There’s a trade-off here:
- Predictive ML models focus on minimizing error.
- Propensity score models should optimize covariate balance.
And that trade-off is why a more accurate model is not necessarily better for causal inference.
An Example
The distinction between machine learning and causal inference is best illustrated with an example. Suppose we build a causal model to understand what drives student success (\(Y\)), and we find that hard work (\(T\)) has a causal effect on academic achievement. This means that if we were to increase a given student’s effort, we would expect—on average—a corresponding improvement in that student’s success. Causality is about what will happen if we intervene (i.e., manipulate \(T\)). Intervene is the key word here. Here’s the crazy thing - in observational data, student success and effort might not even be correlated!

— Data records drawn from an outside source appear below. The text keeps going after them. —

use std::sync::Arc;

use axum::{
    Json,
    extract::{Path, State as AxumState},
    http::{
        StatusCode,
        header::{CONTENT_DISPOSITION, CONTENT_TYPE},
    },
    response::{IntoResponse, Response},
};
use serde::Deserialize;
use tracing::info;
use uuid::Uuid;

use crate::{
    auth::AuthUser,
    db::{reports, sessions},
    error::AppError,
    models::{ReportSummary, ReportType},
    report,
    state::State,
};

#[derive(Deserialize)]
pub struct CreateReport {
    name: Option<String>,
    report_type: ReportType,
}

pub async fn create_report(
    AxumState(state): AxumState<Arc<State>>,
    user: AuthUser,
    Path(session_id): Path<Uuid>,
    Json(payload): Json<CreateReport>,
) -> Result<(StatusCode, Json<ReportSummary>), AppError> {
    let session = sessions::get_session(&state.pool, user.user_id, session_id)
        .await?
        .ok_or(AppError::NotFound("Session"))?;

    let name = payload
        .name
        .map(|name| name.trim().to_string())
        .filter(|name| !name.is_empty())
        .unwrap_or_else(|| session.name.clone());
    let data = report::render(&session, payload.report_type);

    let summary = reports::create_report(
        &state.pool,
        user.user_id,
        session.id,
        &name,
        payload.report_type,
        &data,
    )
    .await?;
    info!(
        report_id = %summary.id,
        session_id = %session.id,
        report_type = summary.report_type.as_str(),
        size = summary.size_bytes,
        "Report generated"
    );

    Ok((StatusCode::CREATED, Json(summary)))
}

pub async fn list_reports(
    AxumState(state): AxumState<Arc<State>>,
    user: AuthUser,
) -> Result<Json<Vec<ReportSummary>>, AppError> {
    Ok(Json(reports::list_reports(&state.pool, user.user_id).await?))
}

pub async fn get_report(
    AxumState(state): AxumState<Arc<State>>,
    user: AuthUser,
    Path(id): Path<Uuid>,
) -> Result<Json<ReportSummary>, AppError> {
    reports::get_report(&state.pool, user.user_id, id)
        .await?
        .map(Json)
        .ok_or(AppError::NotFound("Report"))
}

pub async fn download_report(
    AxumState(state): AxumState<Arc<State>>,
    user: AuthUser,
    Path(id): Path<Uuid>,
) -> Result<Response, AppError> {
    let (summary, data) = reports::report_data(&state.pool, user.user_id, id)
        .await?
        .ok_or(AppError::NotFound("Report"))?;

    let disposition = format!(
        "attachment; filename=\"{}\"",
        report::file_name(&summary.name, summary.report_type)
    );

    Ok((
        [
            (CONTENT_TYPE, summary.report_type.content_type().to_string()),
            (CONTENT_DISPOSITION, disposition),
        ],
        data,
    )
        .into_response())
}
use std::{fmt, str::FromStr};

use chrono::{DateTime, NaiveDate, Utc};
use serde::{Deserialize, Serialize};
use serde_json::Value;
use uuid::Uuid;

#[derive(Debug, Clone, Copy, PartialEq, Eq, Hash, Serialize, Deserialize)]
#[serde(rename_all = "lowercase")]
pub enum ReferralType {
    Digital,
    Professional,
    Direct,
}

impl ReferralType {
    pub const ALL: [ReferralType; 3] = [
        ReferralType::Digital,
        ReferralType::Professional,
        ReferralType::Direct,
    ];

    pub fn as_str(self) -> &'static str {
        match self {
            ReferralType::Digital => "digital",
            ReferralType::Professional => "professional",
            ReferralType::Direct => "direct",
        }
    }

    /// Maps a free-form referral source from the practice system onto a channel.
    /// Anything unrecognized counts as direct.
    pub fn classify(source: &str) -> Self {
        const DIGITAL: [&str; 10] = [
            "google", "facebook", "instagram", "tiktok", "youtube", "website", "web", "online",
            "social", "yelp",
        ];
        const PROFESSIONAL: [&str; 6] = [
            "dentist", "doctor", "dds", "dmd", "professional", "hygienist",
        ];

        let source = source.trim().to_lowercase();
        if DIGITAL.iter().any(|keyword| source.contains(keyword)) {
            ReferralType::Digital
        } else if PROFESSIONAL.iter().any(|keyword| source.contains(keyword)) {
            ReferralType::Professional
        } else {
            ReferralType::Direct
        }
    }
}

impl fmt::Display for ReferralType {
    fn fmt(&self, f: &mut fmt::Formatter<'_>) -> fmt::Result {
        f.write_str(self.as_str())
    }
}

impl FromStr for ReferralType {
    type Err = String;

    fn from_str(value: &str) -> Result<Self, Self::Err> {
        match value.trim().to_lowercase().as_str() {
            "digital" => Ok(ReferralType::Digital),
            "professional" => Ok(ReferralType::Professional),
            "direct" => Ok(ReferralType::Direct),
            other => Err(format!("unknown referral type '{other}'")),
        }
    }
}

/// One value per referral channel.
#[derive(Debug, Clone, Copy, Default, PartialEq, Serialize, Deserialize)]
pub struct ByReferral<T> {
    pub digital: T,
    pub professional: T,
    pub direct: T,
}

impl<T: Copy> ByReferral<T> {
    pub fn get(&self, referral_type: ReferralType) -> T {
        match referral_type {
            ReferralType::Digital => self.digital,
            ReferralType::Professional => self.professional,
            ReferralType::Direct => self.direct,
        }
    }

    pub fn get_mut(&mut self, referral_type: ReferralType) -> &mut T {
        match referral_type {
            ReferralType::Digital => &mut self.digital,
            ReferralType::Professional => &mut self.professional,
            ReferralType::Direct => &mut self.direct,
        }
    }
}

#[derive(Debug, Clone, Serialize)]
pub struct User {
    pub id: Uuid,
    pub email: String,
    pub created_at: DateTime<Utc>,
}

#[derive(Debug, Clone, PartialEq, Serialize, Deserialize)]
pub struct Location {
    pub id: Uuid,
    pub name: String,
    pub external_id: String,
    pub active: bool,
    pub created_at: DateTime<Utc>,
}

#[derive(Debug, Clone, PartialEq, Serialize, Deserialize)]
pub struct AcquisitionCost {
    pub id: Uuid,
    pub location_id: Uuid,
    pub referral_type: ReferralType,
    pub cost: f64,
    pub period: String,
    pub created_at: DateTime<Utc>,
    pub updated_at: DateTime<Utc>,
}

/// A named date range for one location; the unit analytics are bucketed by.
#[derive(Debug, Clone, PartialEq, Serialize, Deserialize)]
pub struct Period {
    pub name: String,
    pub start_date: NaiveDate,
    pub end_date: NaiveDate,
    pub location_id: Uuid,
}

#[derive(Debug, Clone, Copy, PartialEq, Eq, Serialize, Deserialize)]
#[serde(rename_all = "lowercase")]
pub enum DataType {
    Practice,
    Accounting,
}

impl DataType {
    pub fn as_str(self) -> &'static str {
        match self {
            DataType::Practice => "practice",
            DataType::Accounting => "accounting",
        }
    }
}

#[derive(Debug, Clone, Copy, PartialEq, Eq, Serialize, Deserialize)]
#[serde(rename_all = "lowercase")]
pub enum DataSource {
    Live,
    Cached,
    Fallback,
}

#[derive(Debug, Clone, Default, PartialEq, Serialize, Deserialize)]
pub struct PracticeSnapshot {
    pub new_patients: i64,
    pub consultations: i64,
    pub starts: i64,
    pub referrals: ByReferral<i64>,
    pub referral_rates: ByReferral<f64>,
    pub conversion_rate: f64,
}

#[derive(Debug, Clone, Default, PartialEq, Serialize, Deserialize)]
pub struct AccountingSnapshot {
    pub revenue: f64,
    pub expenses: f64,
    pub net_income: f64,
}

#[derive(Debug, Clone, PartialEq, Serialize, Deserialize)]
pub struct ChannelCost {
    pub referral_type: ReferralType,
    pub total: f64,
    pub count: usize,
    pub average: f64,
}

#[derive(Debug, Clone, PartialEq, Serialize, Deserialize)]
pub struct AcquisitionSummary {
    pub total_cost: f64,
    pub cost_count: usize,
    pub average_cost: f64,
    pub by_referral_type: Vec<ChannelCost>,
    pub cost_per_new_patient: f64,
}

#[derive(Debug, Clone, Copy, PartialEq, Serialize, Deserialize)]
pub struct MetricSources {
    pub practice: DataSource,
    pub accounting: DataSource,
}

#[derive(Debug, Clone, PartialEq, Serialize, Deserialize)]
pub struct PeriodMetrics {
    pub period: Period,
    pub location_name: String,
    pub months: Vec<String>,
    pub practice: PracticeSnapshot,
    pub accounting: AccountingSnapshot,
    pub acquisition: AcquisitionSummary,
    pub sources: MetricSources,
}

#[derive(Debug, Clone, Copy, PartialEq, Eq, PartialOrd, Ord, Serialize, Deserialize)]
#[serde(rename_all = "lowercase")]
pub enum Priority {
    High,
    Medium,
    Low,
}

#[derive(Debug, Clone, PartialEq, Serialize, Deserialize)]
pub struct Recommendation {
    pub title: String,
    pub detail: String,
    pub priority: Priority,
}

#[derive(Debug, Clone, PartialEq, Serialize, Deserialize)]
pub struct AiSummary {
    pub summary: String,
    pub recommendations: Vec<Recommendation>,
    pub generated_by: String,
    pub generated_at: DateTime<Utc>,
}

#[derive(Debug, Clone, Serialize)]
pub struct Session {
    pub id: Uuid,
    pub user_id: Uuid,
    pub name: String,
    pub periods: Vec<Period>,
    pub data: Value,
    pub ai_summary: Option<AiSummary>,
    pub metadata: Value,
    pub active: bool,
    pub created_at: DateTime<Utc>,
    pub updated_at: DateTime<Utc>,
}

#[derive(Debug, Clone, Copy, PartialEq, Eq, Serialize, Deserialize)]
#[serde(rename_all = "lowercase")]
pub enum ReportType {
    Markdown,
    Pdf,
}

impl ReportType {
    pub fn as_str(self) -> &'static str {
        match self {
            ReportType::Markdown => "markdown",
            ReportType::Pdf => "pdf",
        }
    }

    pub fn content_type(self) -> &'static str {
        match self {
            ReportType::Markdown => "text/markdown; charset=utf-8",
            ReportType::Pdf => "application/pdf",
        }
    }

    pub fn extension(self) -> &'static str {
        match self {
            ReportType::Markdown => "md",
            ReportType::Pdf => "pdf",
        }
    }
}

impl FromStr for ReportType {
    type Err = String;

    fn from_str(value: &str) -> Result<Self, Self::Err> {
        match value {
            "markdown" => Ok(ReportType::Markdown),
            "pdf" => Ok(ReportType::Pdf),
            other => Err(format!("unknown report type '{other}'")),
        }
    }
}

/// Report row without its rendered bytes.
#[derive(Debug, Clone, Serialize)]
pub struct ReportSummary {
    pub id: Uuid,
    pub session_id: Uuid,
    pub name: String,
    pub report_type: ReportType,
    pub size_bytes: i64,
    pub created_at: DateTime<Utc>,
}

#[cfg(test)]
mod tests {
    use super::*;

    #[test]
    fn classifies_referral_sources() {
        assert_eq!(ReferralType::classify("Google Ads"), ReferralType::Digital);
        assert_eq!(ReferralType::classify("Instagram"), ReferralType::Digital);
        assert_eq!(
            ReferralType::classify("Dr. Smith (General Dentist)"),
            ReferralType::Professional
        );
        assert_eq!(ReferralType::classify("Friend / family"), ReferralType::Direct);
        assert_eq!(ReferralType::classify(""), ReferralType::Direct);
    }

    #[test]
    fn referral_type_parses_case_insensitively() {
        assert_eq!("Digital".parse::<ReferralType>(), Ok(ReferralType::Digital));
        assert_eq!(" direct ".parse::<ReferralType>(), Ok(ReferralType::Direct));
        assert!("billboard".parse::<ReferralType>().is_err());
    }

    #[test]
    fn by_referral_indexes_each_channel() {
        let mut counts = ByReferral::<i64>::default();
        *counts.get_mut(ReferralType::Professional) += 3;
        assert_eq!(counts.get(ReferralType::Professional), 3);
        assert_eq!(counts.get(ReferralType::Digital), 0);
    }

    #[test]
    fn priorities_sort_high_first() {
        let mut priorities = vec![Priority::Low, Priority::High, Priority::Medium];
        priorities.sort();
        assert_eq!(priorities, vec![Priority::High, Priority::Medium, Priority::Low]);
    }
}
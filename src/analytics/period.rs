use chrono::{Datelike, NaiveDate};

use crate::{error::AppError, models::Period};

const MAX_PERIOD_MONTHS: i64 = 120;

/// Parses a `YYYY-MM` month string.
pub fn parse_month(value: &str) -> Option<(i32, u32)> {
    let (year, month) = value.split_once('-')?;
    let digits = |part: &str| part.bytes().all(|b| b.is_ascii_digit());
    if year.len() != 4 || month.len() != 2 || !digits(year) || !digits(month) {
        return None;
    }

    let year: i32 = year.parse().ok()?;
    let month: u32 = month.parse().ok()?;
    (1..=12).contains(&month).then_some((year, month))
}

pub fn validate_month(value: &str) -> Result<String, AppError> {
    let trimmed = value.trim();
    parse_month(trimmed)
        .map(|_| trimmed.to_string())
        .ok_or_else(|| AppError::BadRequest(format!("period '{value}' must be YYYY-MM")))
}

pub fn validate_period(period: &Period) -> Result<(), AppError> {
    if period.start_date > period.end_date {
        return Err(AppError::BadRequest(format!(
            "period '{}' starts after it ends",
            period.name
        )));
    }

    let (start, end) = (period.start_date, period.end_date);
    let span = i64::from(end.year() - start.year()) * 12 + i64::from(end.month())
        - i64::from(start.month())
        + 1;
    if span > MAX_PERIOD_MONTHS {
        return Err(AppError::BadRequest(format!(
            "period '{}' spans {span} months, at most {MAX_PERIOD_MONTHS} are allowed",
            period.name
        )));
    }
    Ok(())
}

/// Every `YYYY-MM` month touched by the inclusive range, in order.
pub fn months_in_range(start: NaiveDate, end: NaiveDate) -> Vec<String> {
    let mut months = Vec::new();
    if start > end {
        return months;
    }

    let (mut year, mut month) = (start.year(), start.month());
    let last = (end.year(), end.month());

    while (year, month) <= last {
        months.push(format!("{year:04}-{month:02}"));
        if month == 12 {
            year += 1;
            month = 1;
        } else {
            month += 1;
        }
    }

    months
}

#[cfg(test)]
mod tests {
    use super::*;
    use uuid::Uuid;

    fn date(y: i32, m: u32, d: u32) -> NaiveDate {
        NaiveDate::from_ymd_opt(y, m, d).unwrap()
    }

    #[test]
    fn parses_valid_months_only() {
        assert_eq!(parse_month("2025-03"), Some((2025, 3)));
        assert_eq!(parse_month("2025-12"), Some((2025, 12)));
        assert_eq!(parse_month("2025-13"), None);
        assert_eq!(parse_month("2025-00"), None);
        assert_eq!(parse_month("2025-3"), None);
        assert_eq!(parse_month("25-03"), None);
        assert_eq!(parse_month("march"), None);
    }

    #[test]
    fn validate_month_trims_input() {
        assert_eq!(validate_month(" 2024-07 ").unwrap(), "2024-07");
        assert!(validate_month("2024/07").is_err());
    }

    #[test]
    fn months_span_year_boundary() {
        assert_eq!(
            months_in_range(date(2024, 11, 15), date(2025, 2, 1)),
            vec!["2024-11", "2024-12", "2025-01", "2025-02"]
        );
    }

    #[test]
    fn single_day_range_is_one_month() {
        assert_eq!(months_in_range(date(2025, 6, 9), date(2025, 6, 9)), vec!["2025-06"]);
    }

    #[test]
    fn inverted_range_has_no_months() {
        assert!(months_in_range(date(2025, 6, 9), date(2025, 5, 1)).is_empty());
    }

    #[test]
    fn rejects_inverted_period() {
        let period = Period {
            name: "Q1".to_string(),
            start_date: date(2025, 3, 31),
            end_date: date(2025, 1, 1),
            location_id: Uuid::new_v4(),
        };
        assert!(matches!(validate_period(&period), Err(AppError::BadRequest(_))));
    }

    #[test]
    fn periods_are_capped_at_ten_years() {
        let period = |start: NaiveDate, end: NaiveDate| Period {
            name: "Decade".to_string(),
            start_date: start,
            end_date: end,
            location_id: Uuid::nil(),
        };

        assert!(validate_period(&period(date(2015, 1, 1), date(2024, 12, 31))).is_ok());
        assert!(validate_period(&period(date(2015, 1, 1), date(2025, 1, 1))).is_err());
        assert!(validate_period(&period(NaiveDate::MIN, NaiveDate::MAX)).is_err());
    }
}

So, this doesn’t necessarily help us predict with high accuracy which students will be most successful. For that task, other variables—like parental income (\(X_1\)), neighborhood quality (\(X_2\)), or prior test scores (\(X_3\))—might outperform hard work as predictors, even if they are not causes. In short, causal inference answers what-if questions about interventions, while machine learning focuses on associational patterns that are useful for prediction, regardless of whether they are causal.
Bottom Line
Predictive models are about forecasting outcomes; causal models are about estimating effects.
In causal inference, you must think carefully about what to include in the model—“bad controls” can bias results.
Propensity scores should be judged by how well they balance covariates, not by how well they predict treatment.
More context and domain knowledge is usually required for causal models than for predictive ones.
References
Hernán, M. A., & Robins, J. M. (2020). Causal Inference: What If.
Cunningham, S. (2021). Causal Inference: The Mixtape.
Angrist, J. D., & Pischke, J.-S. (2009). Mostly Harmless Econometrics.
Pearl, J., & Mackenzie, D. (2018). The Book of Why: The New Science of Cause and Effect.